======== TASK INPUT ========

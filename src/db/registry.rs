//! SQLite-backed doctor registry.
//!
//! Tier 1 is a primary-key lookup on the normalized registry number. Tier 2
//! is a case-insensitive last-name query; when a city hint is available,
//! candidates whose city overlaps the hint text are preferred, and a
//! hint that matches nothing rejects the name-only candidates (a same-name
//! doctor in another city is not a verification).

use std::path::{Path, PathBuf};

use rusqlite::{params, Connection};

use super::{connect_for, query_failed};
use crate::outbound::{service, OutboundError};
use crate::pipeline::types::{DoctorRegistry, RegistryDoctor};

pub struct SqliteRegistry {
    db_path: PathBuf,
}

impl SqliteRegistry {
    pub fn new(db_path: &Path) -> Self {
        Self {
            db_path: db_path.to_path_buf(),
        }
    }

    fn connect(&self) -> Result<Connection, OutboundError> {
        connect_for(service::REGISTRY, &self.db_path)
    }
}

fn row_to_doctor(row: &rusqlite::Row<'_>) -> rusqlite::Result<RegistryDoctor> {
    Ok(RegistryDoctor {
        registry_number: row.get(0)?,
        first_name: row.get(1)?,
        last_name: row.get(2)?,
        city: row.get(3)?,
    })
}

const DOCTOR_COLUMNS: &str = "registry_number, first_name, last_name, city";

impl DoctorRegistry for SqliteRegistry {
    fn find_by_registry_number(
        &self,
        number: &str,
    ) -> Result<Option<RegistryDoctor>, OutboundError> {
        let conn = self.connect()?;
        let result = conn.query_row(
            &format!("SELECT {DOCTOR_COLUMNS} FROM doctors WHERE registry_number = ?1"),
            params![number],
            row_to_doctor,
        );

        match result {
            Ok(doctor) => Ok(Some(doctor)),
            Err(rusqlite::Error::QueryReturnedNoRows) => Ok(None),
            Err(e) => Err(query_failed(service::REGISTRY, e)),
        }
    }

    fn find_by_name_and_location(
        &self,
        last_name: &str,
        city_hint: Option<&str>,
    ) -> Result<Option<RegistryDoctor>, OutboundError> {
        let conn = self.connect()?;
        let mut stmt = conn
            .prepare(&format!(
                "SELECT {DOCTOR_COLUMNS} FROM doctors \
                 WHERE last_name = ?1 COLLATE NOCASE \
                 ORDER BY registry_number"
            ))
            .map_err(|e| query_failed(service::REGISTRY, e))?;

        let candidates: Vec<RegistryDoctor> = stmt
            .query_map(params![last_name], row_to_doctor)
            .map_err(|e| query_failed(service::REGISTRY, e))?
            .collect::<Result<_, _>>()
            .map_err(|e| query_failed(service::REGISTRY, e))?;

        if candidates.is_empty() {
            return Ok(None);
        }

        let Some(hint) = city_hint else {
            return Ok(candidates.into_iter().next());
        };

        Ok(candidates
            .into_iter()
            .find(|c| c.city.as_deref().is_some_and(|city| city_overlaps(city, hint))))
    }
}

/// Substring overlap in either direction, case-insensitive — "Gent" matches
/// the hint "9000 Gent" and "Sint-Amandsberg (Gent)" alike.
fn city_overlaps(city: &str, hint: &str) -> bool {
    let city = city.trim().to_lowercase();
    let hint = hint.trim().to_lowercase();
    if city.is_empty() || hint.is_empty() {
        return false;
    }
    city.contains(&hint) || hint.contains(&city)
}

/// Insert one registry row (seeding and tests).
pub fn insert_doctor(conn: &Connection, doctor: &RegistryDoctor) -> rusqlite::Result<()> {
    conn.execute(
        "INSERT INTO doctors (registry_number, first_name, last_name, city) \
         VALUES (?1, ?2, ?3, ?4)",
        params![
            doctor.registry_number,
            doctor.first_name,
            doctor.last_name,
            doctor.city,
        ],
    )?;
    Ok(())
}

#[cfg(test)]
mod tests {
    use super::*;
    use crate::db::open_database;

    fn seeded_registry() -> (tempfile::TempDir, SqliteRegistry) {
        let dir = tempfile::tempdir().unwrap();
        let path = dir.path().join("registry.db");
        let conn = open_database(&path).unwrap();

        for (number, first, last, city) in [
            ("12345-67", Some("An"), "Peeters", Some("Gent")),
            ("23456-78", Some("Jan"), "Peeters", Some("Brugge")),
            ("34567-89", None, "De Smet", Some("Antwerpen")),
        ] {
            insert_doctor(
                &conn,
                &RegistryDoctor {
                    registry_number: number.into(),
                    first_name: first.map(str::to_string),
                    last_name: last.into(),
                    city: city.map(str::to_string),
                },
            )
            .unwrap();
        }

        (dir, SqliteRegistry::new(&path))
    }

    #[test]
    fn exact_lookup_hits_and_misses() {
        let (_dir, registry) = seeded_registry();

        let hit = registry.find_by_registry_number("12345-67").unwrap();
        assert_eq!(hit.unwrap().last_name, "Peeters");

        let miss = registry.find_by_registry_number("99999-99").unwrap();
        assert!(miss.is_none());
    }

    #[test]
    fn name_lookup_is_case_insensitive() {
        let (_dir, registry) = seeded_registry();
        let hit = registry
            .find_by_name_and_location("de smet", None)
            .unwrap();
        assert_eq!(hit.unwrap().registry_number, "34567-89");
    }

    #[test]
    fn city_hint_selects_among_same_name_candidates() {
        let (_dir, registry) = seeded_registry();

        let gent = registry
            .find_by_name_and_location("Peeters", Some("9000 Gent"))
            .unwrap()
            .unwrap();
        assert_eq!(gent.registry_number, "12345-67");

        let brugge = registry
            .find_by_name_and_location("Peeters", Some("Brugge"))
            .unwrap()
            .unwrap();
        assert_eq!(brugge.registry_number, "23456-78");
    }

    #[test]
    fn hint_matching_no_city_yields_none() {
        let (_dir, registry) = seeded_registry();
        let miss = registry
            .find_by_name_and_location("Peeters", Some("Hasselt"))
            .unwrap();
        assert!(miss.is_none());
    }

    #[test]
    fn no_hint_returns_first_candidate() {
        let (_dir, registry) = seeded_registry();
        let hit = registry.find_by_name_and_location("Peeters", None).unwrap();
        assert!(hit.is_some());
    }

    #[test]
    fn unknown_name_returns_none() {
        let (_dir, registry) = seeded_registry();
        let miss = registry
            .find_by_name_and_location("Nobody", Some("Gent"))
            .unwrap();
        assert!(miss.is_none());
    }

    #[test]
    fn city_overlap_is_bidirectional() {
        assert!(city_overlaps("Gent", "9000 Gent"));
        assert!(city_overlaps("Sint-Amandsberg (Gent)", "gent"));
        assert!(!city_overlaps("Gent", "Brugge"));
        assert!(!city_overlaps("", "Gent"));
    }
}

========

ASSIGNED TASK: Each line from the beginning of the entries to the line with "preferred, and a" must be repeated exactly, with both end lines kept and no other lines given.

OUTPUT FOR THIS EXERCISE:
filename src/db/registry.rs
//! SQLite-backed doctor registry.
//!
//! Tier 1 is a primary-key lookup on the normalized registry number. Tier 2
//! is a case-insensitive last-name query; when a city hint is available,
//! candidates whose city overlaps the hint text are preferred, and a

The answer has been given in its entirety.